- Task inputs:
◆ ◆ ◆ ◆
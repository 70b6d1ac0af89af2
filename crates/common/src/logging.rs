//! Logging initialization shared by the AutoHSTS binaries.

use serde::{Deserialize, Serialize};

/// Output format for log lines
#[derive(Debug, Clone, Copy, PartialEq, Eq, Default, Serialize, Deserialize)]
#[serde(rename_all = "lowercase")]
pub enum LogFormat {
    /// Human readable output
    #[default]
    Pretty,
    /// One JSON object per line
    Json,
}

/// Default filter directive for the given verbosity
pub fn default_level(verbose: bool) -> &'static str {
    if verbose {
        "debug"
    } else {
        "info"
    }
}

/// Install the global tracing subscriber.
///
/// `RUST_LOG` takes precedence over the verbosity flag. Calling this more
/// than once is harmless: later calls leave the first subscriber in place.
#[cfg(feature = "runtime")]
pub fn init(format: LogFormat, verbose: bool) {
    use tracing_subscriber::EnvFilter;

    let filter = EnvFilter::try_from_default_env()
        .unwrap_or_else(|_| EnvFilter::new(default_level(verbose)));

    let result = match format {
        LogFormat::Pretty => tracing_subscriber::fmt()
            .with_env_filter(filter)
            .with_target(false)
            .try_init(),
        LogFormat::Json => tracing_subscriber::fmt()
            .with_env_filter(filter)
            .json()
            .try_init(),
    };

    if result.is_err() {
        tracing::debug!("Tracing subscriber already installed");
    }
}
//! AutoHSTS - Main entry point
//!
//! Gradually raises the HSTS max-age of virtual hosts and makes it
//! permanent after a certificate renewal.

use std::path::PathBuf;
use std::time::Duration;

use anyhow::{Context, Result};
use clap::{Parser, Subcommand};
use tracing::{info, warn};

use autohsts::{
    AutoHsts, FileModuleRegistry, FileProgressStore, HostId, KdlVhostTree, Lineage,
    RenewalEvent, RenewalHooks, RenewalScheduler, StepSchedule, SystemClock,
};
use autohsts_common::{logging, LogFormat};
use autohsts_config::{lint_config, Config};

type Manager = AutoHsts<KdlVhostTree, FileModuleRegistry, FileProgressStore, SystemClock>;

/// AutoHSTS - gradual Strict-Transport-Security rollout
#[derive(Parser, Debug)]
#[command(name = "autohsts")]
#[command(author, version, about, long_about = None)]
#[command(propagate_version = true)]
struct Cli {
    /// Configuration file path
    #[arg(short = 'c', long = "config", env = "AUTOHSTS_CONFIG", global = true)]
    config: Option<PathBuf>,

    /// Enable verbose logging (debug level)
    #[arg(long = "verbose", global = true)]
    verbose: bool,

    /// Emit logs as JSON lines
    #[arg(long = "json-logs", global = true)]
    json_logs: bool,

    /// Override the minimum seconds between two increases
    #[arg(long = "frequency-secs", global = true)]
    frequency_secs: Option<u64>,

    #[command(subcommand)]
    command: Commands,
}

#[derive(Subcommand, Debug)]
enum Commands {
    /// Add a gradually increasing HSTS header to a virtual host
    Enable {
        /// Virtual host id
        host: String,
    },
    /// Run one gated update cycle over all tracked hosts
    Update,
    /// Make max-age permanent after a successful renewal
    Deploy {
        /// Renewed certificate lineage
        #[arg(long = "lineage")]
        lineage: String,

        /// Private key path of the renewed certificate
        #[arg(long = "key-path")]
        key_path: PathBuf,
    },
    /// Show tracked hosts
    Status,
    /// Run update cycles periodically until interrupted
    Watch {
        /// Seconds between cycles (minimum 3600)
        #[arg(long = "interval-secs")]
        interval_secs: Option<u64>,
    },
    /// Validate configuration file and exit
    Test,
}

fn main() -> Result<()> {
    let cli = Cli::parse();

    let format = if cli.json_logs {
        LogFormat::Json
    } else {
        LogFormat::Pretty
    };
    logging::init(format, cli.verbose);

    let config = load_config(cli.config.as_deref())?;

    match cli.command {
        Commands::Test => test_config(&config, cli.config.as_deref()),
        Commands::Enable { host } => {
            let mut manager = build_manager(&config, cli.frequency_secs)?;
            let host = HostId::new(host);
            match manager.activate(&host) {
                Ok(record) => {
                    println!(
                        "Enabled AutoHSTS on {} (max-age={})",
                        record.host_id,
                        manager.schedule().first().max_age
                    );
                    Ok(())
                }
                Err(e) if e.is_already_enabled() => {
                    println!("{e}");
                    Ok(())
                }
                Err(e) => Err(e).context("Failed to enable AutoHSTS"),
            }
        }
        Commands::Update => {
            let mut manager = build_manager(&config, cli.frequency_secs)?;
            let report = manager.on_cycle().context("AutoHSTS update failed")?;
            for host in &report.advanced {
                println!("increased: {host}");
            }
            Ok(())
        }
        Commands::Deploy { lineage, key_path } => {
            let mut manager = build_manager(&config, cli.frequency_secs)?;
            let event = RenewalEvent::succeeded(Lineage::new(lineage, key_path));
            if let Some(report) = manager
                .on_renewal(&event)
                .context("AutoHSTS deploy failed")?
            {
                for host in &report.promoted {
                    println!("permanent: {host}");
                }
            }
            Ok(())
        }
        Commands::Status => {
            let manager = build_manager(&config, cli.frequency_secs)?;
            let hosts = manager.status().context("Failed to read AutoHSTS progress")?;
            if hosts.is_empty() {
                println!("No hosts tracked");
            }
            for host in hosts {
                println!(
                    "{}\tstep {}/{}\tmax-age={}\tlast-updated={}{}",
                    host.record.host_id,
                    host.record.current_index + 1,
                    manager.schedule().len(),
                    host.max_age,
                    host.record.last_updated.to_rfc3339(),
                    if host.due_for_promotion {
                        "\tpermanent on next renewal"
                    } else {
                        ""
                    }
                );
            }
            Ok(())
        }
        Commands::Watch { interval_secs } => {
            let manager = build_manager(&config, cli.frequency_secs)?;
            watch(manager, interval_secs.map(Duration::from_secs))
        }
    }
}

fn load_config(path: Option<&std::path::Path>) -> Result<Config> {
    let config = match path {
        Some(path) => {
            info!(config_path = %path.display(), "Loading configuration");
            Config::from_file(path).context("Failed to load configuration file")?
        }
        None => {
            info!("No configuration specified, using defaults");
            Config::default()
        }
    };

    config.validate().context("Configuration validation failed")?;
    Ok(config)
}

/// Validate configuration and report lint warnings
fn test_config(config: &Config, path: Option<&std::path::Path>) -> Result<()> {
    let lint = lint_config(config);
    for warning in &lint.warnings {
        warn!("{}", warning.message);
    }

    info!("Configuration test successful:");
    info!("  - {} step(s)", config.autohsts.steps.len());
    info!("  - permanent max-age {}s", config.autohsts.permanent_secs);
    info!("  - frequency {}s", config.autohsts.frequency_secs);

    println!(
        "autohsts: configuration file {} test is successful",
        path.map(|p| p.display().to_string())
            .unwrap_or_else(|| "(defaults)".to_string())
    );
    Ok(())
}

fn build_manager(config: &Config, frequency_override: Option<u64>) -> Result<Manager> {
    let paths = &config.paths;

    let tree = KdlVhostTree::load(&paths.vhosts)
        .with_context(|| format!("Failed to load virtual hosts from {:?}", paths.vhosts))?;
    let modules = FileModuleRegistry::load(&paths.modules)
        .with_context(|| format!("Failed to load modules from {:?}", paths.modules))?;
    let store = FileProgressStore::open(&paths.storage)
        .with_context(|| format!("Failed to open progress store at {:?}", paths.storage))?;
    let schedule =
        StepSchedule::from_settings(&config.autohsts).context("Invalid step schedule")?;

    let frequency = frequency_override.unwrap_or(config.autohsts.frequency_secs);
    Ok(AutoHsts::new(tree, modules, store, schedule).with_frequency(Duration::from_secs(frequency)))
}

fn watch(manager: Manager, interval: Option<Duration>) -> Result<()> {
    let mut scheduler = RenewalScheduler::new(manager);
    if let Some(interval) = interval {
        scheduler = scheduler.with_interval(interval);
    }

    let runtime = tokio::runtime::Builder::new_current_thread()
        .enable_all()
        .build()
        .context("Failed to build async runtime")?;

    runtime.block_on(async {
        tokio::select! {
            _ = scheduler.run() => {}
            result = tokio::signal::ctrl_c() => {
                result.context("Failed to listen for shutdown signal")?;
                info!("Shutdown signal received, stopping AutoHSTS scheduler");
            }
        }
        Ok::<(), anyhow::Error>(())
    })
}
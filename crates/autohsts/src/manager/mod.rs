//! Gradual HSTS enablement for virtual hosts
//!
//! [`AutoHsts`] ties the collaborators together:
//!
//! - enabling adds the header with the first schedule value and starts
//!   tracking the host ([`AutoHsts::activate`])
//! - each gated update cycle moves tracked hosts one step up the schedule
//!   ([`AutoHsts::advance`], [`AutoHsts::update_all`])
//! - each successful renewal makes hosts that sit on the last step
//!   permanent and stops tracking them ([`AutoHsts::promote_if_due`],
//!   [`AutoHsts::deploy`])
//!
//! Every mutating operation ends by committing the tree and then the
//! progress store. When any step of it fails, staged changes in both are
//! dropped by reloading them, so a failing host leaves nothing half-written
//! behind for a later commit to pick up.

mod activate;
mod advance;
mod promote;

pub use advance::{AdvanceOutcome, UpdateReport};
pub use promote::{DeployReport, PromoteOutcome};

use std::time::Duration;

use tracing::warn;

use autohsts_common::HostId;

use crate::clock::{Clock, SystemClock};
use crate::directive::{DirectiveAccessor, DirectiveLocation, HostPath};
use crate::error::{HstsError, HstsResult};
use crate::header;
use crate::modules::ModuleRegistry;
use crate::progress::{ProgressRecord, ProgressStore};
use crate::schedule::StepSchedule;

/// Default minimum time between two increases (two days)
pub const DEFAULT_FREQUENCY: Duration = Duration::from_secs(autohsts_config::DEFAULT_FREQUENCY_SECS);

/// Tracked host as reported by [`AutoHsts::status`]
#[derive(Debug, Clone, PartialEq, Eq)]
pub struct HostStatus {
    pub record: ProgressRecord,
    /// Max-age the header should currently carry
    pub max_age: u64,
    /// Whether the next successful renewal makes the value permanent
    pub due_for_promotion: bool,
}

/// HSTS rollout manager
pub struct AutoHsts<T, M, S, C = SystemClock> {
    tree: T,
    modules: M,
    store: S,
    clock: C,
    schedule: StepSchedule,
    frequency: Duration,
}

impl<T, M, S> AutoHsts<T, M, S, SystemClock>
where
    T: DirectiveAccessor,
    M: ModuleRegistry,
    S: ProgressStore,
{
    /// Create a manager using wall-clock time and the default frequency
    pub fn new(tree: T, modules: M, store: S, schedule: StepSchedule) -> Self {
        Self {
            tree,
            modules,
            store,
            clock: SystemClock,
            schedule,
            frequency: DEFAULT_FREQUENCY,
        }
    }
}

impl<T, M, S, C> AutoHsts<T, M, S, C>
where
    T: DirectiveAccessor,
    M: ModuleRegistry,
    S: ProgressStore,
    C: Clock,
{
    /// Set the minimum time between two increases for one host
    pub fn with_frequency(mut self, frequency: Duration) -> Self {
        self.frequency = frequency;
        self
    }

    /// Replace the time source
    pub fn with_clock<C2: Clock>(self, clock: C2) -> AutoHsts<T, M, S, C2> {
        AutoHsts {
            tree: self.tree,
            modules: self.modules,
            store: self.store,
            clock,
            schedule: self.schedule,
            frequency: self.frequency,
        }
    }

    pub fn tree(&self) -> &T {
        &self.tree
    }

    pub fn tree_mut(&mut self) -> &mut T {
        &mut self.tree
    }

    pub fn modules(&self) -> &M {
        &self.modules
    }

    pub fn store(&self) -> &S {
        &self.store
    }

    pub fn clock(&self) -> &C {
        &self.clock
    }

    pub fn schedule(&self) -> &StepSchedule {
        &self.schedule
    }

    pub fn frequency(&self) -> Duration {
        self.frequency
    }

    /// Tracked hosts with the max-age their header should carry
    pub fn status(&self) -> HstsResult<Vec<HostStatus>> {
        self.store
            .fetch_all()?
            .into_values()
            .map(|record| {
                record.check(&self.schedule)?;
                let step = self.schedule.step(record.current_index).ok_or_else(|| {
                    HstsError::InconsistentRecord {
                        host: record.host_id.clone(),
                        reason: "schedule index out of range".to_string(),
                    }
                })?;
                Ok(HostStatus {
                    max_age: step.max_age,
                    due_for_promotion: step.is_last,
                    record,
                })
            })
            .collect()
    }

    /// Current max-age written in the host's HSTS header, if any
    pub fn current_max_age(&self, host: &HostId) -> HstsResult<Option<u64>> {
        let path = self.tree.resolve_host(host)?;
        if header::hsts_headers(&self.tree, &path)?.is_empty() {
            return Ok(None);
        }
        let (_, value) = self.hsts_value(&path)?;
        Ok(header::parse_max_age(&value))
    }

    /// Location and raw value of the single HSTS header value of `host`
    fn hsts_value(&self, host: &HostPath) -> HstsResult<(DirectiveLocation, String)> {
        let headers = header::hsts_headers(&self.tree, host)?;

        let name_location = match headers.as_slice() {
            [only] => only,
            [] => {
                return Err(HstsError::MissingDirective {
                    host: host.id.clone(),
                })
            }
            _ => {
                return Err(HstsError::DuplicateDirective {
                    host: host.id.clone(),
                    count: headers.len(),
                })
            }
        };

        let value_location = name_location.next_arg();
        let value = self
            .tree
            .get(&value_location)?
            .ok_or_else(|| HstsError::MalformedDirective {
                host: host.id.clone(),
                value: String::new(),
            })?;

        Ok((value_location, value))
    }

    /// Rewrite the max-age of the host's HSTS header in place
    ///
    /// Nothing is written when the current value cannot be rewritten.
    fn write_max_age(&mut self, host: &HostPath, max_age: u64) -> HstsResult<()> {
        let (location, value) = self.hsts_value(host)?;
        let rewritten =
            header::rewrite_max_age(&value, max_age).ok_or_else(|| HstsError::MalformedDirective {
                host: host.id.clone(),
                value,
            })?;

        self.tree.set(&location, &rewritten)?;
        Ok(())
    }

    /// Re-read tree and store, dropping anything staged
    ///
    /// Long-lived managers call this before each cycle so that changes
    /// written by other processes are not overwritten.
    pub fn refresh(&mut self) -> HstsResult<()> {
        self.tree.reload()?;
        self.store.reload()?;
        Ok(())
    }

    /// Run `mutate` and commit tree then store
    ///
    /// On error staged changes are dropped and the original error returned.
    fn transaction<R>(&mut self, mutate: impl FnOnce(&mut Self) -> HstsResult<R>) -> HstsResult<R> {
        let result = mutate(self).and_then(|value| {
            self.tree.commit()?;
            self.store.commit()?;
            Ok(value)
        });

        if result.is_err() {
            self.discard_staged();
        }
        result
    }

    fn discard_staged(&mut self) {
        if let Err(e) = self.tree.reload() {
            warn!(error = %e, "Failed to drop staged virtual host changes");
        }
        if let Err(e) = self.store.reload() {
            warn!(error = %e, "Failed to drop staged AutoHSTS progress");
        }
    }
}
◆ ◆ ◆ ◆
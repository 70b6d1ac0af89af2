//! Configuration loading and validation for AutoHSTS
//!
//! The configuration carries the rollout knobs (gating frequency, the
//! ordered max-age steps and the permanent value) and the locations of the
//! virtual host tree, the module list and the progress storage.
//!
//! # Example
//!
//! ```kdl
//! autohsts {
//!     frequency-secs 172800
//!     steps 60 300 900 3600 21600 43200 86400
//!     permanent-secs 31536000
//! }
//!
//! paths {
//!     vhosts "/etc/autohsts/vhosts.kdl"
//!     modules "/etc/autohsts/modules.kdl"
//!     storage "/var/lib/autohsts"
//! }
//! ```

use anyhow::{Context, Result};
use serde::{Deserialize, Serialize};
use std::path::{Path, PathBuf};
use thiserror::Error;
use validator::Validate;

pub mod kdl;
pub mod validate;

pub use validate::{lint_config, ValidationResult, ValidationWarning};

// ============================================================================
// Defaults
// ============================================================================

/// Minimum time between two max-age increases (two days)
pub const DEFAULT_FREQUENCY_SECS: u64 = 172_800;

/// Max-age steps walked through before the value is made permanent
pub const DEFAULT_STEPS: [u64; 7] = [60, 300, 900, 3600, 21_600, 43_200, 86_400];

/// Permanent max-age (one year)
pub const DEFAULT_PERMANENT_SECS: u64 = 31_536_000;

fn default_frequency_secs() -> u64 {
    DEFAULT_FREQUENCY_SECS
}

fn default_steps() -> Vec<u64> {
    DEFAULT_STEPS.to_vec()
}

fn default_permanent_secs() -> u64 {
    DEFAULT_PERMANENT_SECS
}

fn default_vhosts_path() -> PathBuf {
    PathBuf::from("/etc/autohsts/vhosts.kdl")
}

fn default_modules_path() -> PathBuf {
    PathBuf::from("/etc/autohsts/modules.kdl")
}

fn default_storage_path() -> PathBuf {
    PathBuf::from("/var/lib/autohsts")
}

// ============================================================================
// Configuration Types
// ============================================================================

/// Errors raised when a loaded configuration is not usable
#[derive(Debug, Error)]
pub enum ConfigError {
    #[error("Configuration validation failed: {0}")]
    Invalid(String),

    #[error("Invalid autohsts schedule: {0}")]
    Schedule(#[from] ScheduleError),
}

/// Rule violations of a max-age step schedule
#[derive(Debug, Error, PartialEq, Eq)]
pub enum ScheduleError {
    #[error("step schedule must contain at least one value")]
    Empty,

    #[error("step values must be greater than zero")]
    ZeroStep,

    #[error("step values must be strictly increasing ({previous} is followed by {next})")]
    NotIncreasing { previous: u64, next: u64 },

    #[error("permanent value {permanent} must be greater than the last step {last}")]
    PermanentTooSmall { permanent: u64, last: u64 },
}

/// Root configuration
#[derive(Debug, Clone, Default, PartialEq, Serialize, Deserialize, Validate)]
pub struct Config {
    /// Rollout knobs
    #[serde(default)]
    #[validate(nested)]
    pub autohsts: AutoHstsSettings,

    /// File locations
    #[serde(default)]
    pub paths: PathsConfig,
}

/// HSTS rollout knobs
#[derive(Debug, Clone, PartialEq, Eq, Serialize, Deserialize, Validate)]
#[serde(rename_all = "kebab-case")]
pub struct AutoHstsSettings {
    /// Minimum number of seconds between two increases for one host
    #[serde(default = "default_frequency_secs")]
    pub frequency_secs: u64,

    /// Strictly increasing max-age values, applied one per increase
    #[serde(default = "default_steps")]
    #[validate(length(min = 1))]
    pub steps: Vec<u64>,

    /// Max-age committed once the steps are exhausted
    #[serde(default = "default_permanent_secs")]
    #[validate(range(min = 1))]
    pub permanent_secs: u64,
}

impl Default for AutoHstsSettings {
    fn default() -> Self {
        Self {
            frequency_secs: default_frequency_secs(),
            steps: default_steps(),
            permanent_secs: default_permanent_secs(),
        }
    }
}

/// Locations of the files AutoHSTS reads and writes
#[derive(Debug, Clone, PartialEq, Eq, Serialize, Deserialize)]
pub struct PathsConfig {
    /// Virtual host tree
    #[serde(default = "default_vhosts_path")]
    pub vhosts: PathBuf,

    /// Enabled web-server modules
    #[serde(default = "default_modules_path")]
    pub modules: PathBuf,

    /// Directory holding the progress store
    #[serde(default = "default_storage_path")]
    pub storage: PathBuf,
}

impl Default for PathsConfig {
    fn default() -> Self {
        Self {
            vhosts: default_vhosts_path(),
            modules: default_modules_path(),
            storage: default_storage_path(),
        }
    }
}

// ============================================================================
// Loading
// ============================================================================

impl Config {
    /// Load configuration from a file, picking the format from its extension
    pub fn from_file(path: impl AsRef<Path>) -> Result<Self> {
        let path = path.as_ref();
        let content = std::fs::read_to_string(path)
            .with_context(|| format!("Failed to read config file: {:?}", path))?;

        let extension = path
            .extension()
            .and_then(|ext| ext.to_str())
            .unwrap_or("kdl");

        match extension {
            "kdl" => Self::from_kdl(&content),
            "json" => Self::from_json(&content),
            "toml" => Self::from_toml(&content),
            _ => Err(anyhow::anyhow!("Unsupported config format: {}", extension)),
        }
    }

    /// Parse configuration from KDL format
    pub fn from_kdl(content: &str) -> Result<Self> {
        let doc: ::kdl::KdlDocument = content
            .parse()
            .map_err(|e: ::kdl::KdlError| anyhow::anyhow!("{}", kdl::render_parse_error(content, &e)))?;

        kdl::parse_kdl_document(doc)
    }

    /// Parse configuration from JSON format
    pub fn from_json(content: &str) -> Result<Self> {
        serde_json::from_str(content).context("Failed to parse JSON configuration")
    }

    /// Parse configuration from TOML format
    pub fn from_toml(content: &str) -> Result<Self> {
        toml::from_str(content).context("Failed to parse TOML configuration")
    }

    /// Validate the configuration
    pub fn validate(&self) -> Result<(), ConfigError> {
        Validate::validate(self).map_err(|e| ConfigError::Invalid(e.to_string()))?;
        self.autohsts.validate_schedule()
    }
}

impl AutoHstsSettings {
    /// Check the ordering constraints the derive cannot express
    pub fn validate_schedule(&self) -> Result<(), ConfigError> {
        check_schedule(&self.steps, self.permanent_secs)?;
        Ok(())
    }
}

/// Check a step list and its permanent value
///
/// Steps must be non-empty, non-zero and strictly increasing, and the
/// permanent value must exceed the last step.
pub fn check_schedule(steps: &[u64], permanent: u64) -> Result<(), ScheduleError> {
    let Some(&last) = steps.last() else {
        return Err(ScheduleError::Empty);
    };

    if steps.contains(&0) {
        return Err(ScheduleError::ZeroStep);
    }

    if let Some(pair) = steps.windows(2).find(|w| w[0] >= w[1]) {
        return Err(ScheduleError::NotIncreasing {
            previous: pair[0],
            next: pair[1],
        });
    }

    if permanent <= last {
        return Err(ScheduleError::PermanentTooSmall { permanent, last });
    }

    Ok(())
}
◆ ◆ ◆ ◆
- What the exercise asks: Pick every line containing the word "changes" out of the material, and copy those lines.

- Exercise solution:
//! progress store. When any step of it fails, staged changes in both are
    /// Long-lived managers call this before each cycle so that changes
    /// On error staged changes are dropped and the original error returned.
            warn!(error = %e, "Failed to drop staged virtual host changes");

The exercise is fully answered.